▶ [Activity]:
Among the lines below, restate word for word only those from the line with "pub struct DownsampleHelper" through the line with "let mut index = 0;", with both end lines kept.

##### Records for the task #####

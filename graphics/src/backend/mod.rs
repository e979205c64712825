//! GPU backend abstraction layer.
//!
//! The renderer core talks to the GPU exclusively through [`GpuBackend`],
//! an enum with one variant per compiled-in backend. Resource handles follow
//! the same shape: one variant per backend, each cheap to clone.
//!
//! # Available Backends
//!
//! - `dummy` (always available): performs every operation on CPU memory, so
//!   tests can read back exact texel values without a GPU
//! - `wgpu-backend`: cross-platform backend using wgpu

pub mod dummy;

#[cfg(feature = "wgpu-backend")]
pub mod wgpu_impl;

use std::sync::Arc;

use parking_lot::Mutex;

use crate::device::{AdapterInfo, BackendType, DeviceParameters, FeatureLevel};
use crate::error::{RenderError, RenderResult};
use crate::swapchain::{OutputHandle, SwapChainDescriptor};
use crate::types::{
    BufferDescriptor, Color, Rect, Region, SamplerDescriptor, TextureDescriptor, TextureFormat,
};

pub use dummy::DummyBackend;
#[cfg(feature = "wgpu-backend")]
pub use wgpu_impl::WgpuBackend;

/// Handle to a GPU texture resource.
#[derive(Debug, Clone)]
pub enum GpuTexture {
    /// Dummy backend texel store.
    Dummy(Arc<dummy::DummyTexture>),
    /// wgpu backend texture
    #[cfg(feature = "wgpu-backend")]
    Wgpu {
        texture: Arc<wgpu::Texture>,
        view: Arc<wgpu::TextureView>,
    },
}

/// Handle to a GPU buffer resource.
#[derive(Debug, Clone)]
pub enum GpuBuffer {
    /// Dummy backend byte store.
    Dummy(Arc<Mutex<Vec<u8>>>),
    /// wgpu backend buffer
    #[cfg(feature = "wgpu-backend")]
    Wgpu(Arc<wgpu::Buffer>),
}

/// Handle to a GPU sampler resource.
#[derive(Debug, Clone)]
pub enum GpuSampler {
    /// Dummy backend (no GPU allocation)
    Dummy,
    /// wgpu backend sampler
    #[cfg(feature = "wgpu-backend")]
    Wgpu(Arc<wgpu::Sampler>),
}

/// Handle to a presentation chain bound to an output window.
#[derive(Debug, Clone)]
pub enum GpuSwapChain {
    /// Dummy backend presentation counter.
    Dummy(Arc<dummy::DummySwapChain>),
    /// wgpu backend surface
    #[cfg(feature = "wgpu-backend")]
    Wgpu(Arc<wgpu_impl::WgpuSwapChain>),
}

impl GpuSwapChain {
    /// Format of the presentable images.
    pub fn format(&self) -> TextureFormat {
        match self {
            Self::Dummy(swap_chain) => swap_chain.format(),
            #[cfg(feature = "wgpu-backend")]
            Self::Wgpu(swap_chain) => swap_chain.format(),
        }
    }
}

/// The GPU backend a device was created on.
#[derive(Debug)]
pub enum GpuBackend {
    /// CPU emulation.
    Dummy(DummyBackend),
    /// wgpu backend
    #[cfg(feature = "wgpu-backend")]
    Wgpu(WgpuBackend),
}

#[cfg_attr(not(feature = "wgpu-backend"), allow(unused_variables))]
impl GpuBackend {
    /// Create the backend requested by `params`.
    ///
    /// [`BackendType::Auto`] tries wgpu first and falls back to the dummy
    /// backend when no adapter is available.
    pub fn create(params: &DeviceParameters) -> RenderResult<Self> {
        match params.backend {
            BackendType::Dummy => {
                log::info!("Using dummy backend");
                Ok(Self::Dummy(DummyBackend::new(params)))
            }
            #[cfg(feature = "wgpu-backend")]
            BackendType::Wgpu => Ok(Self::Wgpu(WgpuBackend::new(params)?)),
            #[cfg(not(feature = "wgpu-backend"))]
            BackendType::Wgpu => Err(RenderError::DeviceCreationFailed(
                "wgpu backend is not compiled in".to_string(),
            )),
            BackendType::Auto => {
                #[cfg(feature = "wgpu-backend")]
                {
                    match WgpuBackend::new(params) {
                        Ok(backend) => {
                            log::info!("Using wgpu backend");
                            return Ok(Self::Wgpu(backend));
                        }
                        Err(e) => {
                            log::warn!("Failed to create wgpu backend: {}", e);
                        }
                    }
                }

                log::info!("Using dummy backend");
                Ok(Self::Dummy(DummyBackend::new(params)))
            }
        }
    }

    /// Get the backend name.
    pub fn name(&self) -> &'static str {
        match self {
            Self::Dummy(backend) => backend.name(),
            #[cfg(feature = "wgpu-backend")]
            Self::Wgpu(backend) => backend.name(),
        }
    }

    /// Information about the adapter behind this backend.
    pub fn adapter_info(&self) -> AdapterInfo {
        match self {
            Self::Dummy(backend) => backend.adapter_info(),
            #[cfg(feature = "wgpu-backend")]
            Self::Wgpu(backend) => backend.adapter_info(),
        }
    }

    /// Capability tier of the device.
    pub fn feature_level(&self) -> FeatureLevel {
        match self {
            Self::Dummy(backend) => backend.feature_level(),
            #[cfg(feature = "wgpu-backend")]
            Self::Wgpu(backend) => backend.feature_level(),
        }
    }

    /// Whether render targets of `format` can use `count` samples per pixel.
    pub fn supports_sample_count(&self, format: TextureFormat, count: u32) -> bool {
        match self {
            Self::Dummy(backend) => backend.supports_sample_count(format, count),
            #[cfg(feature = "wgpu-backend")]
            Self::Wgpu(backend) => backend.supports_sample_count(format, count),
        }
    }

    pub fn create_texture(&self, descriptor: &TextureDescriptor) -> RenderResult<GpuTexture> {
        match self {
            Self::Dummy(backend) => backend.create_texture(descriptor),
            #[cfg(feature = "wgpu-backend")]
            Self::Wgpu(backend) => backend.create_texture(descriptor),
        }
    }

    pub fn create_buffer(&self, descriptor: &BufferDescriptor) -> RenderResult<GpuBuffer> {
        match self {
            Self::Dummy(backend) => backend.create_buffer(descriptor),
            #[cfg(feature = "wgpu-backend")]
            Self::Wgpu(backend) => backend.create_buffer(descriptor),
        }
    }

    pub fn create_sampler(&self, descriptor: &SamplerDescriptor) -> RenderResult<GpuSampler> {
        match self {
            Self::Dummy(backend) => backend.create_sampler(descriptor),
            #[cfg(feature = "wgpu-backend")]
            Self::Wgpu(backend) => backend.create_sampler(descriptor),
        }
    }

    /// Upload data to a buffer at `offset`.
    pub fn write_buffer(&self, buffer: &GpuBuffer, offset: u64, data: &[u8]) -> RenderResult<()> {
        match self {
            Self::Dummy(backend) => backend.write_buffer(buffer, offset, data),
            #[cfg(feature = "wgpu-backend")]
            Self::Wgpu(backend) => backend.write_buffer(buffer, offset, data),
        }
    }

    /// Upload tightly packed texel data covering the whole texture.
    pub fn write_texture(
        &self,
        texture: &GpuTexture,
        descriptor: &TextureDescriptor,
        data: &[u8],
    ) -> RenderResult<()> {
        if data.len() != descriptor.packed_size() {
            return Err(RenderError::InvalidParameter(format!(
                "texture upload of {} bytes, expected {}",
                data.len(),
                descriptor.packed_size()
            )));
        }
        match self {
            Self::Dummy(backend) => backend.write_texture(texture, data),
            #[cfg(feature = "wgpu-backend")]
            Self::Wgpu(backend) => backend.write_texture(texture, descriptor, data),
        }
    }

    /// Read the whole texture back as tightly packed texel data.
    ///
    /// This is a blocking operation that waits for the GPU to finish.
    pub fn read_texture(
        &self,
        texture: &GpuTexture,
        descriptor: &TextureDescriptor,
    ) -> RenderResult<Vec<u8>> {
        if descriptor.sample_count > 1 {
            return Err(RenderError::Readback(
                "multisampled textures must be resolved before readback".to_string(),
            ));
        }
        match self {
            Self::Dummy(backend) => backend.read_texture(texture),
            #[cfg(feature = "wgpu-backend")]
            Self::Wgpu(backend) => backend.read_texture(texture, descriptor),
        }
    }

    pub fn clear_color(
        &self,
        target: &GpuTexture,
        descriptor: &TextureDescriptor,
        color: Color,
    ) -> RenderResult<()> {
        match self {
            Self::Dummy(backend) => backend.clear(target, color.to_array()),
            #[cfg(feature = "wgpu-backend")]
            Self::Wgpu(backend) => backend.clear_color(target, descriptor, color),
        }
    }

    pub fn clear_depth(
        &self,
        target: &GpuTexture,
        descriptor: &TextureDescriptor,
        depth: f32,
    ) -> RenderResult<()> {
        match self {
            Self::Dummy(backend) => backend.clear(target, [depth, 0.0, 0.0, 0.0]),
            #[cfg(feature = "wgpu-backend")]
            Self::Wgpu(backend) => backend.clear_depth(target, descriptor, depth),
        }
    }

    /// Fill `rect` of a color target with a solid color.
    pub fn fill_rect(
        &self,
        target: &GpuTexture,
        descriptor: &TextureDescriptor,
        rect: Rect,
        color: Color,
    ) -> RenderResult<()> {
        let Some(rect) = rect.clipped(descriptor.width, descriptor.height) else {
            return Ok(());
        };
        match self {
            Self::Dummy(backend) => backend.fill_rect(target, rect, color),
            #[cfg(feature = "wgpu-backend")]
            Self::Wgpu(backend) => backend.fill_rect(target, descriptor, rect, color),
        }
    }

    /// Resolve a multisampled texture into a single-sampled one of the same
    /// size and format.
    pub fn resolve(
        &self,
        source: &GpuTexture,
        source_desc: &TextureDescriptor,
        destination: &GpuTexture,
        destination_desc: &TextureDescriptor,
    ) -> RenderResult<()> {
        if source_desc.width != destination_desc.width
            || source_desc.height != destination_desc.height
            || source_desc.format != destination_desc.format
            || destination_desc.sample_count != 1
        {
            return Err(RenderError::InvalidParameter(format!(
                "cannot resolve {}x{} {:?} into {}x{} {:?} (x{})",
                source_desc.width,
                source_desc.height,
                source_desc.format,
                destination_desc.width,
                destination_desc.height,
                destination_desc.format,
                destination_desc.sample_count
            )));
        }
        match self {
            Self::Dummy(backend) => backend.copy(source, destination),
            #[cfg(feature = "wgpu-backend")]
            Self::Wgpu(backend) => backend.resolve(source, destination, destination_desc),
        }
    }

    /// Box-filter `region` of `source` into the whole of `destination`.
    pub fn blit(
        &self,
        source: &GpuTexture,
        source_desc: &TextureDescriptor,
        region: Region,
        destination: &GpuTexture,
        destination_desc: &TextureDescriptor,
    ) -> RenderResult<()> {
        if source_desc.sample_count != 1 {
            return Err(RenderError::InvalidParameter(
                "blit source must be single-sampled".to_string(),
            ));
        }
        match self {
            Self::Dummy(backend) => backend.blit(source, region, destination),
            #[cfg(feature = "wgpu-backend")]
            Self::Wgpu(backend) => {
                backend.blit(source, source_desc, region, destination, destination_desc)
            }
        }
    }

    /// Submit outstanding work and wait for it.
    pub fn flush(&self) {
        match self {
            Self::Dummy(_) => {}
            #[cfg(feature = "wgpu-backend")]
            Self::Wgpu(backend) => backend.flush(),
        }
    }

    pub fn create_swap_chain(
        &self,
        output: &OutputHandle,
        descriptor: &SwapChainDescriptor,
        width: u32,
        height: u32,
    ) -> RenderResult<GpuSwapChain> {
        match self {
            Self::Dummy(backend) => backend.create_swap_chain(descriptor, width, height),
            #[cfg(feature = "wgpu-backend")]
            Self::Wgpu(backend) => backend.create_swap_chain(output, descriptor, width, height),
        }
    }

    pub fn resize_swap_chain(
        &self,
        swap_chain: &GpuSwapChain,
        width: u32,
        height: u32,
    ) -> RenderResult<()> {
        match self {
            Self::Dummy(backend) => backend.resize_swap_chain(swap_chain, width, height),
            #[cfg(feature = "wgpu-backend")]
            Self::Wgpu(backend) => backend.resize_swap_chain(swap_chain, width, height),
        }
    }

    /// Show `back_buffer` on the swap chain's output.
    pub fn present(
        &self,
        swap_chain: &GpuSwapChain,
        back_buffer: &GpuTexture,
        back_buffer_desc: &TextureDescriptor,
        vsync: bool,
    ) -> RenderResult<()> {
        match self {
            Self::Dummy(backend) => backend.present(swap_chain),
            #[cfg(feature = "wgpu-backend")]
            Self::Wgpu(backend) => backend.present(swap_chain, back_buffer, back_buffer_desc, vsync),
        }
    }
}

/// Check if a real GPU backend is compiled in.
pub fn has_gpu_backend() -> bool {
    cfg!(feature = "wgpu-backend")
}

#####
##### Records for the task #####

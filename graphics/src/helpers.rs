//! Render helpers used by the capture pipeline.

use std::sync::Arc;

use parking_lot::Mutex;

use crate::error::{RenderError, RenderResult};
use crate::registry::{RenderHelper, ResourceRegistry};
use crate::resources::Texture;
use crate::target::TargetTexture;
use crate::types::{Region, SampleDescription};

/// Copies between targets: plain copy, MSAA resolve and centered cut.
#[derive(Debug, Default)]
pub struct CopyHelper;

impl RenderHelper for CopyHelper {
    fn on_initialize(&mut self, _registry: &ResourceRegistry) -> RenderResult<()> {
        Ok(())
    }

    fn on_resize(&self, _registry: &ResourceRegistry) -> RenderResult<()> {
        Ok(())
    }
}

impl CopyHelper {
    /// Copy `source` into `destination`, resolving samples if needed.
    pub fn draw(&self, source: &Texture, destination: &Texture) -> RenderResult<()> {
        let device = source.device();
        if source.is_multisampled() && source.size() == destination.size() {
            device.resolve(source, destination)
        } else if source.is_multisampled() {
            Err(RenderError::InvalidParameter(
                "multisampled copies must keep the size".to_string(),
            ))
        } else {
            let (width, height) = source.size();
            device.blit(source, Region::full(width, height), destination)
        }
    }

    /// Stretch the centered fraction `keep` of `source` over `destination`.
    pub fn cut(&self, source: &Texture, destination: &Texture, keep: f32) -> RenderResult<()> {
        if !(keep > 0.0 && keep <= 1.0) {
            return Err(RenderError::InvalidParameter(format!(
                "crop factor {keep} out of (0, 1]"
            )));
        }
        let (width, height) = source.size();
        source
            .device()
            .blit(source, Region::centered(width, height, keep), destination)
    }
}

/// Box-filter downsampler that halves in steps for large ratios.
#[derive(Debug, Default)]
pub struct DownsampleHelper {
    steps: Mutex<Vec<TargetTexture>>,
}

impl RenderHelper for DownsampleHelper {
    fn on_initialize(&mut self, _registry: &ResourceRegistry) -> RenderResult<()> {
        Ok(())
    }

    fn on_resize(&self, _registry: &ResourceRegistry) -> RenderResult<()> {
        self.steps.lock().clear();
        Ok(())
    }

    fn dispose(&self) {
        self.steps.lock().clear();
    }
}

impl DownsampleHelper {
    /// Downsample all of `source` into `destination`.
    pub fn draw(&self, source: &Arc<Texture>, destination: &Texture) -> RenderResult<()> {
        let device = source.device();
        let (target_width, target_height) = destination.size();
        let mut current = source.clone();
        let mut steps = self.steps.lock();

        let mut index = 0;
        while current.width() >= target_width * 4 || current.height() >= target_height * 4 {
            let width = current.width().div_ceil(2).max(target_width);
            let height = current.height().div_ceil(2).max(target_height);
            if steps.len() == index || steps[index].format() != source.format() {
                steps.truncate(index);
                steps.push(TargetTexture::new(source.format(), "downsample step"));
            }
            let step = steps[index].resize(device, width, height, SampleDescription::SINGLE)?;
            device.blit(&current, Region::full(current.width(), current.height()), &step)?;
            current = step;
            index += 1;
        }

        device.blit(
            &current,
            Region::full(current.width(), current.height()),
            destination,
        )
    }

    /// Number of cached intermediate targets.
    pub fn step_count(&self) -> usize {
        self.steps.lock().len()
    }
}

#####

▶ [Completed exercise]:
pub struct DownsampleHelper {
    steps: Mutex<Vec<TargetTexture>>,
}

impl RenderHelper for DownsampleHelper {
    fn on_initialize(&mut self, _registry: &ResourceRegistry) -> RenderResult<()> {
        Ok(())
    }

    fn on_resize(&self, _registry: &ResourceRegistry) -> RenderResult<()> {
        self.steps.lock().clear();
        Ok(())
    }

    fn dispose(&self) {
        self.steps.lock().clear();
    }
}

impl DownsampleHelper {
    /// Downsample all of `source` into `destination`.
    pub fn draw(&self, source: &Arc<Texture>, destination: &Texture) -> RenderResult<()> {
        let device = source.device();
        let (target_width, target_height) = destination.size();
        let mut current = source.clone();
        let mut steps = self.steps.lock();

        let mut index = 0;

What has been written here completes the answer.